18 December 2007

Glacial language changes

Languages are constantly evolving. As new ideas and experiences are introduced into a given culture, their language adds new words to facilitate communication. Similarly, as ideas become outmoded or fall out of favour, words become obsolete or obscure, no longer used in normal discourse. This is a natural part of a living language.

Unfortunately, the realities of climate change may help in driving the future evolution of the English language. In particular, the word glacier may become obsolete because we may no longer have the concept of “an extended mass of ice formed from snow falling and accumulating over the years and moving very slowly..." As has been noted before on planet doom?, glaciers around the world are in retreat. Further instances on this trend have also been noted of late.

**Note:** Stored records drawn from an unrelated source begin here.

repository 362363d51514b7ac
//! Concrete adapter implementations for ports.

pub mod csv_adapter;
pub mod file_config_adapter;
//! Dividend schedule port.

use crate::domain::error::HindsightError;
use crate::domain::market_data::DividendEvent;
use chrono::NaiveDate;

pub trait DividendSource {
    /// Cash dividends of `ticker` with an ex-date in `[from, to]`, oldest first.
    /// A ticker that never paid a dividend yields an empty schedule.
    fn schedule(
        &self,
        ticker: &str,
        from: NaiveDate,
        to: NaiveDate,
    ) -> Result<Vec<DividendEvent>, HindsightError>;
}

In Chile, the 30 000-year-old San Rafael glacier has retreated 12 km since 1871. This behaviour is consistent with the majority of Chile's glaciers, which 'are not in balance with current climatic conditions'. The warming temperatures mean that new snow is unable to replenish the lost mass as icebergs calve off the glacier.

In the high Alps of Europe, glaciers were once a source of ice for the cafes of Paris and Marseille. Swiss glaciers are now in retreat, being replaced by vegetation where once there was only ice. The changes are widespread, causing problems for ski resorts and resulting in a loss of water supplies, as the source melts away in the warming climate.

The Rockies in western North America are seeing similar problems. The glaciers in Montana's Glacier National Park will likely be melted away before 2030. Computer modeling suggests that about a quarter of this melting is due to natural temperature variations; the remainder is due to human alterations of climate. Only 25 of 150 glaciers remain in the park today. In British Columbia, retreating glaciers have recently revealed tree stumps that are 7000 years old, indicating the last time the region was ice-free.

In Tibet, recently drilled ice cores are lacking the signs of the radioactive tests of the 50s and 60s present in every other ice core around the world. This missing signal suggests that this Tibetan ice field has been shrinking at least since the A-bomb test half a century ago. As noted in a previous post, this spells trouble for the substantial portion of the world's population who depend on these glaciers for water. In western China, high-altitude glaciers in Xinjiang and portions of Tibet have shrunk by 18% over the last five years due to global warming.

The adjective glacial isn't particularly apropos here, either. The changes are happening at anything but “extremely slowly”. That usage of the word may be headed for the language's rubbish bin as well. However, the real tragedy here isn't the potential loss of a few words from the English language. Rather, the true disaster is the rapid loss of glacial ice, along with rapid ice melt also occurring in Greenland and in the sea ice of the Arctic. This will disrupt the ecosystem, leading to a loss of biodiversity, and negatively impact the lives of those who depend on these regions for their livelihood. Once gone, they are unlikely to return. The loss is likely permanent.

While opinions vary, in my view the Bali conference resulted in a watered-down agreement (with glacial meltwater?). It does nothing meaningful to stop crises like these from occurring. I guess it's better than nothing, but more must be done. Cracks in our society are already appearing, and delaying action just makes future mitigation more difficult. Citizens of the world must continue to pressure their governments to act responsibly on climate change. But it can't just be left up to governments; they won't act unless forced. We -- particularly in the so-called developed world -- must act as individuals to reduce our ecological footprint and live a more sustainable lifestyle. Lots of small actions can add up to a meaningful difference.